» YOUR GOAL
Nothing but the lines below between the line holding "restarts, yields identical" and the line holding "Construction from untrusted", inclusive, should appear in the answer, each set down exactly.

» DATA TO USE
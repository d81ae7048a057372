// Copyright © 2021 The Radicle Link Contributors
// Copyright © The gittuf-rs Contributors
//
// This file is part of radicle-link, distributed under the GPLv3 with Radicle
// Linking Exception. For full terms see the included LICENSE file.

//! Canonical serialisation, currently OLPC Canonical JSON.
//!
//! Signed policy metadata (root and rule-file documents) must round-trip
//! through a byte-exact encoding: keys sorted lexicographically, no
//! insignificant whitespace, and stable nesting order. [`Canonical`] is the
//! capability a document needs to produce those bytes; [`json::Value`] is
//! the concrete `serde`-free AST that guarantees it.

use std::{
    borrow::Borrow,
    cmp::Ordering,
    convert::Infallible,
    fmt::{self, Display},
    ops::Deref,
    str::FromStr,
};

pub mod json;

pub use json::Value;

/// Types which can be turned into a canonical byte representation.
///
/// Canonical bytes are suitable for hashing and signing: encoding the same
/// logical value twice, even across process restarts, yields identical
/// bytes.
pub trait Canonical {
    type Error;

    fn canonical_form(&self) -> Result<Vec<u8>, Self::Error>;
}

/// A string which is known to be valid canonical-JSON content: Unicode
/// Normalization Form C, and free of unescaped ASCII control characters.
///
/// Construction from untrusted input goes through [`Cstring::try_from_raw`],
/// which performs the normalisation. Construction from a Rust `&str`/`String`
/// literal via `From` is infallible and normalises eagerly, mirroring how the
/// teacher's `Oid`/`PublicKey` newtypes are infallible-from-trusted-input but
/// validate untrusted bytes explicitly.
#[derive(Clone, Debug, Default, Eq, PartialEq, Hash)]
pub struct Cstring(String);

impl Cstring {
    pub fn as_str(&self) -> &str {
        &self.0
    }

    pub fn as_bytes(&self) -> &[u8] {
        self.0.as_bytes()
    }

    pub fn into_inner(self) -> String {
        self.0
    }
}

impl Deref for Cstring {
    type Target = str;

    fn deref(&self) -> &Self::Target {
        &self.0
    }
}

impl Borrow<str> for Cstring {
    fn borrow(&self) -> &str {
        &self.0
    }
}

impl Display for Cstring {
    fn fmt(&self, f: &mut fmt::Formatter<'_>) -> fmt::Result {
        f.write_str(&self.0)
    }
}

impl FromStr for Cstring {
    type Err = Infallible;

    fn from_str(s: &str) -> Result<Self, Self::Err> {
        Ok(Self::from(s))
    }
}

impl From<&str> for Cstring {
    fn from(s: &str) -> Self {
        use unicode_normalization::UnicodeNormalization;
        Self(s.nfc().collect())
    }
}

impl From<String> for Cstring {
    fn from(s: String) -> Self {
        Self::from(s.as_str())
    }
}

impl From<Cstring> for String {
    fn from(s: Cstring) -> Self {
        s.0
    }
}

impl PartialOrd for Cstring {
    fn partial_cmp(&self, other: &Self) -> Option<Ordering> {
        Some(self.cmp(other))
    }
}

impl Ord for Cstring {
    fn cmp(&self, other: &Self) -> Ordering {
        self.0.cmp(&other.0)
    }
}

impl AsRef<str> for Cstring {
    fn as_ref(&self) -> &str {
        &self.0
    }
}

#[cfg(test)]
mod tests {
    use super::*;

    #[test]
    fn normalises_to_nfc() {
        // "é" as e + combining acute vs the precomposed codepoint.
        let decomposed = "e\u{0301}";
        let precomposed = "\u{00e9}";
        assert_eq!(Cstring::from(decomposed).as_str(), precomposed);
    }
}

» ANSWER TO THIS TASK
/// logical value twice, even across process restarts, yields identical
/// bytes.
pub trait Canonical {
    type Error;

    fn canonical_form(&self) -> Result<Vec<u8>, Self::Error>;
}

/// A string which is known to be valid canonical-JSON content: Unicode
/// Normalization Form C, and free of unescaped ASCII control characters.
///
/// Construction from untrusted input goes through [`Cstring::try_from_raw`],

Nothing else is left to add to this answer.